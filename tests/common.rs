// ABOUTME: Shared test utilities and setup functions for integration tests
// ABOUTME: Provides seeded RNGs, temp-dir menu stores, sample menus, and MCP wiring helpers
//
// SPDX-License-Identifier: MIT OR Apache-2.0
// Copyright (c) 2025 Pierre Fitness Intelligence
#![allow(
    dead_code,
    clippy::missing_errors_doc,
    clippy::missing_panics_doc,
    clippy::must_use_candidate,
    clippy::unwrap_used,
    clippy::expect_used
)]
//! Shared test utilities for `meal_planner_mcp_server`

use std::env;
use std::path::PathBuf;
use std::sync::{Arc, Once};

use meal_planner_mcp_server::config::MealPlannerConfig;
use meal_planner_mcp_server::database::MenuStore;
use meal_planner_mcp_server::intelligence::FoodTable;
use meal_planner_mcp_server::mcp::mcp_request_processor::McpRequestProcessor;
use meal_planner_mcp_server::mcp::resources::ServerResources;
use meal_planner_mcp_server::models::{MealType, MenuRegistration, NutritionFacts};
use meal_planner_mcp_server::tools::ToolRegistry;
use rand::SeedableRng;
use rand_chacha::ChaCha8Rng;
use tempfile::TempDir;
use tracing::Level;

static INIT_LOGGER: Once = Once::new();

/// Fixed seed used across tests
pub const TEST_SEED: u64 = 42;

/// Initialize quiet logging for tests (call once per test process)
pub fn init_test_logging() {
    INIT_LOGGER.call_once(|| {
        let log_level = match env::var("TEST_LOG").as_deref() {
            Ok("TRACE") => Level::TRACE,
            Ok("DEBUG") => Level::DEBUG,
            Ok("INFO") => Level::INFO,
            _ => Level::WARN,
        };

        tracing_subscriber::fmt()
            .with_max_level(log_level)
            .with_test_writer()
            .init();
    });
}

pub fn seeded_rng() -> ChaCha8Rng {
    ChaCha8Rng::seed_from_u64(TEST_SEED)
}

/// Store file path inside a fresh temp dir; keep the `TempDir` alive for the test
pub fn temp_store_path() -> (TempDir, PathBuf) {
    let dir = TempDir::new().expect("create temp dir");
    let path = dir.path().join("menus.json");
    (dir, path)
}

/// Empty store in a fresh temp dir
pub fn temp_store() -> (TempDir, MenuStore) {
    init_test_logging();
    let (dir, path) = temp_store_path();
    let store = MenuStore::open(path).expect("open menu store");
    (dir, store)
}

pub fn nutrition(calories: f64, protein: f64, fat: f64) -> NutritionFacts {
    NutritionFacts {
        calories,
        protein,
        fat,
        carbohydrates: 30.0,
        fiber: 4.0,
        sodium: 150.0,
    }
}

pub fn registration(
    name: &str,
    meal_type: MealType,
    nutrition: NutritionFacts,
    tags: &[&str],
) -> MenuRegistration {
    MenuRegistration {
        name: name.to_owned(),
        description: format!("{name} test recipe"),
        ingredients: vec!["100g placeholder".to_owned()],
        instructions: vec!["Combine and serve".to_owned()],
        meal_type,
        nutrition,
        prep_time: 10,
        servings: 1,
        tags: tags.iter().map(|&tag| tag.to_owned()).collect(),
    }
}

/// Vegetarian breakfast with a 7.5 protein-to-fat ratio
pub fn protein_oats() -> MenuRegistration {
    MenuRegistration {
        name: "Protein Oats".to_owned(),
        description: "Oats with greek yogurt and berries".to_owned(),
        ingredients: vec![
            "50g oats".to_owned(),
            "150g greek yogurt".to_owned(),
            "50g blueberries".to_owned(),
        ],
        instructions: vec!["Mix".to_owned(), "Chill overnight".to_owned()],
        meal_type: MealType::Breakfast,
        nutrition: NutritionFacts {
            calories: 350.0,
            protein: 30.0,
            fat: 4.0,
            carbohydrates: 45.0,
            fiber: 6.0,
            sodium: 120.0,
        },
        prep_time: 5,
        servings: 1,
        tags: vec!["vegetarian".to_owned(), "quick".to_owned()],
    }
}

/// Resources with the standard food table and a seeded RNG
pub fn resources(store: Option<MenuStore>) -> Arc<ServerResources> {
    init_test_logging();
    Arc::new(ServerResources::new(
        FoodTable::standard(),
        store,
        MealPlannerConfig::default(),
        Some(TEST_SEED),
    ))
}

pub fn processor(resources: Arc<ServerResources>) -> McpRequestProcessor {
    McpRequestProcessor::new(resources, Arc::new(ToolRegistry::with_builtin_tools()))
}

/// Processor backed by a temp-dir store
pub fn processor_with_store() -> (TempDir, McpRequestProcessor) {
    let (dir, store) = temp_store();
    (dir, processor(resources(Some(store))))
}

/// Processor with menu persistence disabled
pub fn processor_without_store() -> McpRequestProcessor {
    processor(resources(None))
}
○ ○ ○ ○ ○ ○ ○
## WORK REQUIRED
The answer must be every line of the records above that holds the word "greek".

## ANSWER BOX
        description: "Oats with greek yogurt and berries".to_owned(),
            "150g greek yogurt".to_owned(),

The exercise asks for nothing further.